A agricultura digital é outro tema caro para nós. Lançamos neste mês, em parceira com Agência Brasileira de Desenvolvimento Industrial (ABDI) e com os Ministérios da Economia e da Ciência, Tecnologia e Inovações, o Programa Agro 4.0. Essa ação representa exatamente o estímulo e o fomento para inovação por meio da agricultura digital para produtores rurais, cooperativas, empresas de pequeno porte que atuam no setor do agro. No mundo que vivemos hoje, não há mais como falar em avanço do agronegócio sem falar em agricultura digital.
Inovação e tecnologia é uma de minhas bandeiras e estou atenta a esse desenvolvimento porque só por meio da ciência, tecnologia e inovação que nós vamos continuar colocando o Brasil como protagonista do agronegócio moderno.
Quais incentivos têm sido oferecidos pelo Governo Federal para os pequenos e médios agricultores afetados com a pandemia?
Desde o início da pandemia, nossa pasta vem acompanhando a produção primária e a rede de abastecimento de alimentos para nossa sociedade nas diferentes partes do país. Nosso empenho sempre foi e será para não faltar alimentos à nossa população. Não tivemos e não teremos desabastecimento. Realizamos um acompanhamento diário de potenciais problemas e atuamos na busca das soluções. Nossas principais medidas foram:
- Lançar um canal de comunicação direto com os agricultores familiares e suas organizações, chamado “Perdas de Alimentos”, e atuar diretamente com estas demandas. Foram registrados cerca de 300 chamados, de várias partes do país, com algum tipo de problema de comercialização em função da Covid-19. Nossa equipe está entendendo os problemas, e, quando possível, direcionando estes produtos para os canais de compras públicas ou privadas.
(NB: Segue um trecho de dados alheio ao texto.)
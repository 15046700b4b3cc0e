//! Edge pagination
//!
//! Turns the raw `count` query parameter into a page size and assembles the
//! page envelope returned by edge listings and multi-id fetches.

use crate::core::error::{GraphError, Result};
use crate::core::types::Fields;
use crate::schema::PaginationConfig;
use crate::storage::PageCursors;
use serde::Serialize;

/// One page of objects
#[derive(Debug, Clone, PartialEq, Serialize)]
pub struct Page {
    /// Objects on this page
    pub results: Vec<Fields>,
    /// Total size of the listing (or of the fetch for multi-id reads)
    pub count: u64,
    /// Cursor resuming after the first element
    #[serde(skip_serializing_if = "Option::is_none")]
    pub first: Option<String>,
    /// Cursor resuming after the last element; only on full pages
    #[serde(skip_serializing_if = "Option::is_none")]
    pub last: Option<String>,
}

/// Resolve the requested page size.
///
/// Absent means the configured default. Anything that is not a whole number
/// in `0..=max_count` is rejected.
pub fn parse_count(raw: Option<&str>, pagination: &PaginationConfig) -> Result<usize> {
    let Some(raw) = raw else {
        return Ok(pagination.default_count);
    };
    let invalid = || GraphError::IncorrectCountParameter {
        max: pagination.max_count,
    };

    let count: f64 = raw.trim().parse().map_err(|_| invalid())?;
    if !count.is_finite() || count.fract() != 0.0 || count < 0.0 || count > pagination.max_count as f64 {
        return Err(invalid());
    }
    Ok(count as usize)
}

impl Page {
    /// Page of an edge listing.
    ///
    /// `requested` is the page size asked for and `listed` the number of edges
    /// the storage returned; `last` is only set when the page came back full.
    pub fn from_listing(results: Vec<Fields>, total: u64, cursors: PageCursors, requested: usize, listed: usize) -> Self {
        let full = listed == requested;
        Self {
            results,
            count: total,
            first: cursors.first,
            last: if full { cursors.last } else { None },
        }
    }

    /// Envelope for a multi-id fetch
    pub fn from_objects(results: Vec<Fields>, cursors: PageCursors) -> Self {
        Self {
            count: results.len() as u64,
            results,
            first: cursors.first,
            last: None,
        }
    }
}
//! Object and edge service
//!
//! [`GraphService`] composes the schema registry, a storage backend, the unique
//! constraint coordinator and the event emitter. Every mutation follows the
//! same sequence: validate, reserve unique keys, write, persist the event,
//! publish the event. Operations live in [`objects`] and [`edges`].

pub mod edges;
pub mod events;
pub mod objects;
pub mod pagination;
pub mod unique;

pub use events::{create_queue, ChannelQueue, EventEmitter, EventQueue, QueueError};
pub use objects::Fetched;
pub use pagination::Page;

use crate::core::error::{GraphError, Result};
use crate::core::types::{EventRecord, MicrosClock};
use crate::schema::SchemaRegistry;
use crate::storage::factory::SharedStorage;
use crate::system::Metrics;
use chrono::{DateTime, Utc};
use serde::Serialize;
use std::sync::Arc;

/// Response of an edge creation
#[derive(Debug, Clone, PartialEq, Serialize)]
pub struct Created {
    /// Creation time
    pub created_at: DateTime<Utc>,
}

/// Response of an object or edge deletion
#[derive(Debug, Clone, PartialEq, Serialize)]
pub struct Deleted {
    /// Deletion time
    pub deleted_at: DateTime<Utc>,
}

/// Object and edge operations over one storage backend
pub struct GraphService {
    registry: Arc<SchemaRegistry>,
    storage: SharedStorage,
    emitter: EventEmitter,
    sort_clock: MicrosClock,
}

impl GraphService {
    /// Assemble a service
    pub fn new(registry: Arc<SchemaRegistry>, storage: SharedStorage, emitter: EventEmitter) -> Self {
        Self {
            registry,
            storage,
            emitter,
            sort_clock: MicrosClock::new(),
        }
    }

    /// Loaded schema registry
    pub fn registry(&self) -> &SchemaRegistry {
        &self.registry
    }

    /// Storage backend
    pub fn storage(&self) -> &SharedStorage {
        &self.storage
    }

    /// Bootstrap storage and queue; idempotent
    pub async fn init(&self) -> Result<()> {
        self.storage.init().await?;
        self.emitter
            .init()
            .await
            .map_err(|e| GraphError::config(format!("Queue initialisation failed: {}", e)))?;
        Ok(())
    }

    /// Verify the storage schema exists
    pub async fn check(&self) -> Result<()> {
        self.storage.check_db().await?;
        Ok(())
    }

    /// Persist an event, then publish it.
    ///
    /// A publish failure is returned after the event is durable; the mutation
    /// it describes stays committed.
    async fn emit(&self, event: EventRecord) -> Result<()> {
        let metrics = Metrics::global();

        self.storage.save_event(&event).await?;
        metrics.events.persisted.inc();

        if let Err(source) = self.emitter.send_event(&event).await {
            metrics.events.publish_failures.inc();
            tracing::error!(event_id = %event.id, error = %source, "Event persisted but not published");
            return Err(GraphError::Publish {
                event_id: event.id,
                source,
            });
        }
        if self.emitter.has_queue() {
            metrics.events.published.inc();
        }
        Ok(())
    }
}
//! Validation engine
//!
//! Validates a field map against a compiled [`Schema`], filling in defaults in
//! place. The first violation wins: extra fields are rejected before any field
//! is looked at, then each declared field is checked in declaration order for
//! null, default, required, type and enum, in that order.

use super::{FieldKind, FieldSpec, NamedValidator, Schema, SchemaRef, SchemaRegistry};
use crate::core::error::{GraphError, Result};
use crate::core::ids::reference_code;
use crate::core::types::Fields;
use chrono::{DateTime, NaiveDate, NaiveDateTime};
use once_cell::sync::Lazy;
use regex::Regex;
use serde_json::Value;

static EMAIL: Lazy<Regex> = Lazy::new(|| {
    Regex::new(concat!(
        r"^[-a-z0-9~!$%^&*_=+}{'?]+(\.[-a-z0-9~!$%^&*_=+}{'?]+)*@",
        r"([a-z0-9_][-a-z0-9_]*(\.[-a-z0-9_]+)*\.",
        r"(aero|arpa|biz|com|coop|edu|gov|info|int|mil|museum|name|net|org|pro|travel|mobi|[a-z][a-z])",
        r"|([0-9]{1,3}\.[0-9]{1,3}\.[0-9]{1,3}\.[0-9]{1,3}))(:[0-9]{1,5})?$",
    ))
    .expect("email pattern compiles")
});

impl SchemaRegistry {
    /// Validate the fields of a new or updated object of `object_type`.
    ///
    /// Missing fields with a default receive it.
    pub fn validate(&self, object_type: &str, fields: &mut Fields) -> Result<()> {
        let config = self.object_config(object_type)?;
        self.validate_fields(fields, &config.schema)
    }

    /// Validate a field map against an arbitrary schema
    pub fn validate_fields(&self, fields: &mut Fields, schema: &Schema) -> Result<()> {
        if let Some(extra) = fields.keys().find(|key| !schema.contains(key)) {
            return Err(GraphError::invalid(format!("Unexpected field '{}'", extra)));
        }

        for (name, spec) in schema.fields() {
            if matches!(fields.get(name), Some(Value::Null)) {
                return Err(GraphError::invalid(format!("'{}' can not be null", name)));
            }

            if !fields.contains_key(name) {
                if let Some(default) = &spec.default {
                    fields.insert(name.to_string(), default.clone());
                }
            }

            let Some(value) = fields.get_mut(name) else {
                if spec.required {
                    return Err(GraphError::invalid(format!("'{}' field is required", name)));
                }
                continue;
            };

            self.check_value(name, spec, &spec.kind, value)?;

            if let Some(allowed) = &spec.enumeration {
                if !allowed.contains(value) {
                    return Err(GraphError::invalid(format!(
                        "'{}' must be one of {}",
                        name,
                        Value::Array(allowed.clone())
                    )));
                }
            }
        }

        Ok(())
    }

    fn check_value(
        &self,
        name: &str,
        spec: &FieldSpec,
        kind: &FieldKind,
        value: &mut Value,
    ) -> Result<()> {
        let type_error = || GraphError::invalid(format!("'{}' must be {}", name, kind.name()));

        match kind {
            FieldKind::String { validator } => {
                let s = value.as_str().ok_or_else(type_error)?;
                check_bounds(name, spec, s.chars().count() as f64, "length ")?;
                if let Some(NamedValidator::Email) = validator {
                    if !EMAIL.is_match(s) {
                        return Err(GraphError::invalid(format!("'{}' is not valid email", s)));
                    }
                }
            }
            FieldKind::Number => {
                let n = value.as_f64().filter(|n| n.fract() != 0.0).ok_or_else(type_error)?;
                check_bounds(name, spec, n, "")?;
            }
            FieldKind::Integer => {
                let n = value
                    .as_f64()
                    .filter(|n| n.is_finite() && n.fract() == 0.0)
                    .ok_or_else(type_error)?;
                check_bounds(name, spec, n, "")?;
            }
            FieldKind::Boolean => {
                value.as_bool().ok_or_else(type_error)?;
            }
            FieldKind::Date => {
                if !value.as_str().is_some_and(is_date) {
                    return Err(type_error());
                }
            }
            FieldKind::ObjectId { codes } => {
                let accepted = value
                    .as_str()
                    .and_then(reference_code)
                    .is_some_and(|code| codes.as_ref().map_or(true, |codes| codes.contains(code)));
                if !accepted {
                    return Err(GraphError::invalid(format!(
                        "'{}' must be {} id",
                        name,
                        spec.object_types.join(" or ")
                    )));
                }
            }
            FieldKind::Struct(schema_ref) => {
                let nested = value.as_object_mut().ok_or_else(type_error)?;
                let schema = match schema_ref {
                    SchemaRef::Inline(schema) => schema.as_ref(),
                    SchemaRef::Named(schema_name) => self.custom_schema(schema_name).ok_or_else(|| {
                        GraphError::config(format!("Unknown custom schema '{}'", schema_name))
                    })?,
                };
                self.validate_fields(nested, schema)?;
            }
            FieldKind::Array(element) => {
                let items = value.as_array_mut().ok_or_else(type_error)?;
                check_bounds(name, spec, items.len() as f64, "length ")?;
                // Elements share the field's bounds
                for item in items.iter_mut() {
                    self.check_value(name, spec, element, item)?;
                }
            }
        }

        Ok(())
    }
}

fn check_bounds(name: &str, spec: &FieldSpec, measured: f64, what: &str) -> Result<()> {
    if let Some(min) = spec.min {
        if measured < min {
            return Err(GraphError::invalid(format!(
                "'{}' must have {}greater than or equal to {}",
                name, what, min
            )));
        }
    }
    if let Some(max) = spec.max {
        if measured > max {
            return Err(GraphError::invalid(format!(
                "'{}' must have {}less than or equal to {}",
                name, what, max
            )));
        }
    }
    Ok(())
}

/// Accepts RFC 3339, RFC 2822, plain dates and naive date-times
fn is_date(s: &str) -> bool {
    DateTime::parse_from_rfc3339(s).is_ok()
        || DateTime::parse_from_rfc2822(s).is_ok()
        || NaiveDate::parse_from_str(s, "%Y-%m-%d").is_ok()
        || NaiveDateTime::parse_from_str(s, "%Y-%m-%dT%H:%M:%S%.f").is_ok()
        || NaiveDateTime::parse_from_str(s, "%Y-%m-%d %H:%M:%S%.f").is_ok()
}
Públicas através dos programas de Aquisição de Alimentos (PAA) e da Alimentação Escolar (PNAE) e privadas por meio de um acordo de cooperação técnica que mantemos com a Associação Brasileira de Supermercados;
- Realizar acompanhamento diário da oferta de alimentos no Brasil, nos Centros de Distribuição – Ceasas e nos supermercados (varejo);
- Publicar Portaria n. 116/2020, que especifica produtos, serviços e atividades essenciais para garantir o pleno funcionamento das cadeias produtivas de alimentos, bebidas e insumos agropecuários durante a pandemia do Coronavírus. Muitas decisões judiciais liberando estradas e funcionamento de indústrias se basearam nesta portaria. “Se não houver adubo, não tem milho, sem milho não há carne, não há ovo, não há leite”;
- Portaria de recomendação para o transporte de alimentos, definindo diretrizes para o transporte de alimentos com sugestões de ações de higienização para garantir a saúde dos trabalhadores. Essa medida também foi alinhada com os demais países da América do Sul;
- Participar da criação de uma plataforma de comercialização digital para agricultores familiares, suas organizações e agroindústrias, liderada pela Confederação Nacional da Agricultura – CNA (https://mercadocna.com.br/), como também de uma plataforma voltada para cooperativas, liderada pela Organização das Cooperativas Brasileiras – OCB (https://www.cooperabrasil.coop.br/);
- Garantir a continuidade do Programa Nacional da Alimentação Escolar (PNAE), mesmo com as escolas fechadas (são R$ 900 milhões por ano de alimentos comprados da agricultura familiar);
- Ampliar os recursos do Programa de Aquisição de Alimentos (PAA) de R$ 130 milhões para R$ 630 milhões, para comprar estes alimentos apenas da agricultura familiar;
- Editar, em parceria com o Ministério da Saúde e da Agência Nacional de Vigilância Sanitária (Anvisa), recomendações para o funcionamento das feiras livres em todo território nacional, pois estas são um importante canal de comercialização dos alimentos da agricultura familiar. Estas recomendações, foram, inclusive, utilizadas de modelo pela Organização das Nações Unidas para a Alimentação e a Agricultura (FAO) para toda a América Latina;
- Liberação do comércio de leite entre estabelecimentos SIM / CISPOA / SIF. Esta ação visa levar aos pequenos laticínios a possibilidade de venda de leite para laticínios maiores, pois os pequenos é que perderam venda, porém o consumo de leite UHT teve um aumento de 30% neste período;
- Prorrogar a validade das Declarações de Aptidão ao Pronaf (DAPs), com objetivo de evitar a locomoção dos beneficiários até os órgãos e entidades emissoras na busca pela renovação, garantindo, assim, a continuidade do acesso às políticas públicas da agricultura familiar;
- Antecipar o pagamento do programa Garantia Safra para o mês de abril de 2020, para produtores de 149 municípios nos estados de Alagoas, Bahia, Ceará, Minas Gerais, Paraíba, Pernambuco, Rio Grande do Norte e Sergipe.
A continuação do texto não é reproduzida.